| The task |
The expected output is the complete data, reproduced exactly.

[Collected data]
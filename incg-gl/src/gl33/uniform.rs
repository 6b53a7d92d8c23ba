//! Uniform upload and program scopes.

use crate::gl33::mesh::Mesh;
use crate::gl33::shader::Program;
use crate::gl33::texture::Texture;
use crate::gl33::GL33;
use gl::types::*;
use std::ffi::CString;

/// Types that can be uploaded to a uniform of the currently used program.
///
/// # Unsafety
///
/// Implementors must upload with the OpenGL function matching the GLSL type they stand for.
pub unsafe trait Uniformable {
  /// Upload the value to `location`.
  unsafe fn update(self, location: GLint);
}

macro_rules! impl_Uniformable {
  (vec $t:ty, $f:tt) => {
    unsafe impl Uniformable for $t {
      unsafe fn update(self, location: GLint) {
        gl::$f(location, 1, self.as_ptr() as _);
      }
    }
  };

  (mat $t:ty, $f:tt) => {
    unsafe impl Uniformable for $t {
      unsafe fn update(self, location: GLint) {
        gl::$f(location, 1, gl::FALSE, self.as_ptr() as _);
      }
    }
  };

  ($t:ty, $f:tt) => {
    unsafe impl Uniformable for $t {
      unsafe fn update(self, location: GLint) {
        gl::$f(location, self);
      }
    }
  };
}

impl_Uniformable!(i32, Uniform1i);
impl_Uniformable!(u32, Uniform1ui);
impl_Uniformable!(f32, Uniform1f);

impl_Uniformable!(vec [i32; 2], Uniform2iv);
impl_Uniformable!(vec [u32; 2], Uniform2uiv);
impl_Uniformable!(vec [f32; 2], Uniform2fv);
impl_Uniformable!(vec [f32; 3], Uniform3fv);
impl_Uniformable!(vec [f32; 4], Uniform4fv);

impl_Uniformable!(mat [[f32; 3]; 3], UniformMatrix3fv);
impl_Uniformable!(mat [[f32; 4]; 4], UniformMatrix4fv);

// booleans are uploaded as integers
unsafe impl Uniformable for bool {
  unsafe fn update(self, location: GLint) {
    gl::Uniform1i(location, self as GLint);
  }
}

/// A program in use.
///
/// Uniforms, textures and draws issued through the guard all apply to its program.
#[derive(Debug)]
pub struct ProgramGuard<'a> {
  backend: &'a mut GL33,
  program: &'a Program,
}

impl<'a> ProgramGuard<'a> {
  /// Start using `program`.
  pub fn new(backend: &'a mut GL33, program: &'a Program) -> Self {
    unsafe { backend.state.borrow_mut().use_program(program.handle) };
    ProgramGuard { backend, program }
  }

  /// Location of a uniform, if it is active.
  pub fn location(&self, name: &str) -> Option<GLint> {
    let c_name = CString::new(name.as_bytes()).ok()?;
    let location = unsafe { gl::GetUniformLocation(self.program.handle, c_name.as_ptr()) };

    if location < 0 {
      None
    } else {
      Some(location)
    }
  }

  /// Set a uniform.
  ///
  /// Returns `false` if the program has no such active uniform. Unused uniforms get optimized away
  /// by drivers, so this is not an error.
  pub fn set<T>(&mut self, name: &str, value: T) -> bool
  where
    T: Uniformable,
  {
    match self.location(name) {
      Some(location) => {
        unsafe { value.update(location) };
        true
      }

      None => false,
    }
  }

  /// Bind a texture to a texture unit.
  ///
  /// The sampler uniform must be set to the same unit.
  pub fn bind_texture(&mut self, unit: u32, texture: &Texture) {
    let mut state = self.backend.state.borrow_mut();

    unsafe {
      state.set_texture_unit(unit);
      state.bind_texture(gl::TEXTURE_2D, texture.handle());
    }
  }

  /// Draw a mesh.
  pub fn draw(&mut self, mesh: &Mesh) {
    unsafe {
      self.backend.state.borrow_mut().bind_vertex_array(mesh.vao());
      mesh.draw_elements();
    }
  }
}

| Response to this exercise |
filename incg-gl/src/gl33/uniform.rs
repository 6b53a7d92d8c23ba
//! Uniform upload and program scopes.

use crate::gl33::mesh::Mesh;
use crate::gl33::shader::Program;
use crate::gl33::texture::Texture;
use crate::gl33::GL33;
use gl::types::*;
use std::ffi::CString;

/// Types that can be uploaded to a uniform of the currently used program.
///
/// # Unsafety
///
/// Implementors must upload with the OpenGL function matching the GLSL type they stand for.
pub unsafe trait Uniformable {
  /// Upload the value to `location`.
  unsafe fn update(self, location: GLint);
}

macro_rules! impl_Uniformable {
  (vec $t:ty, $f:tt) => {
    unsafe impl Uniformable for $t {
      unsafe fn update(self, location: GLint) {
        gl::$f(location, 1, self.as_ptr() as _);
      }
    }
  };

  (mat $t:ty, $f:tt) => {
    unsafe impl Uniformable for $t {
      unsafe fn update(self, location: GLint) {
        gl::$f(location, 1, gl::FALSE, self.as_ptr() as _);
      }
    }
  };

  ($t:ty, $f:tt) => {
    unsafe impl Uniformable for $t {
      unsafe fn update(self, location: GLint) {
        gl::$f(location, self);
      }
    }
  };
}

impl_Uniformable!(i32, Uniform1i);
impl_Uniformable!(u32, Uniform1ui);
impl_Uniformable!(f32, Uniform1f);

impl_Uniformable!(vec [i32; 2], Uniform2iv);
impl_Uniformable!(vec [u32; 2], Uniform2uiv);
impl_Uniformable!(vec [f32; 2], Uniform2fv);
impl_Uniformable!(vec [f32; 3], Uniform3fv);
impl_Uniformable!(vec [f32; 4], Uniform4fv);

impl_Uniformable!(mat [[f32; 3]; 3], UniformMatrix3fv);
impl_Uniformable!(mat [[f32; 4]; 4], UniformMatrix4fv);

// booleans are uploaded as integers
unsafe impl Uniformable for bool {
  unsafe fn update(self, location: GLint) {
    gl::Uniform1i(location, self as GLint);
  }
}

/// A program in use.
///
/// Uniforms, textures and draws issued through the guard all apply to its program.
#[derive(Debug)]
pub struct ProgramGuard<'a> {
  backend: &'a mut GL33,
  program: &'a Program,
}

impl<'a> ProgramGuard<'a> {
  /// Start using `program`.
  pub fn new(backend: &'a mut GL33, program: &'a Program) -> Self {
    unsafe { backend.state.borrow_mut().use_program(program.handle) };
    ProgramGuard { backend, program }
  }

  /// Location of a uniform, if it is active.
  pub fn location(&self, name: &str) -> Option<GLint> {
    let c_name = CString::new(name.as_bytes()).ok()?;
    let location = unsafe { gl::GetUniformLocation(self.program.handle, c_name.as_ptr()) };

    if location < 0 {
      None
    } else {
      Some(location)
    }
  }

  /// Set a uniform.
  ///
  /// Returns `false` if the program has no such active uniform. Unused uniforms get optimized away
  /// by drivers, so this is not an error.
  pub fn set<T>(&mut self, name: &str, value: T) -> bool
  where
    T: Uniformable,
  {
    match self.location(name) {
      Some(location) => {
        unsafe { value.update(location) };
        true
      }

      None => false,
    }
  }

  /// Bind a texture to a texture unit.
  ///
  /// The sampler uniform must be set to the same unit.
  pub fn bind_texture(&mut self, unit: u32, texture: &Texture) {
    let mut state = self.backend.state.borrow_mut();

    unsafe {
      state.set_texture_unit(unit);
      state.bind_texture(gl::TEXTURE_2D, texture.handle());
    }
  }

  /// Draw a mesh.
  pub fn draw(&mut self, mesh: &Mesh) {
    unsafe {
      self.backend.state.borrow_mut().bind_vertex_array(mesh.vao());
      mesh.draw_elements();
    }
  }
}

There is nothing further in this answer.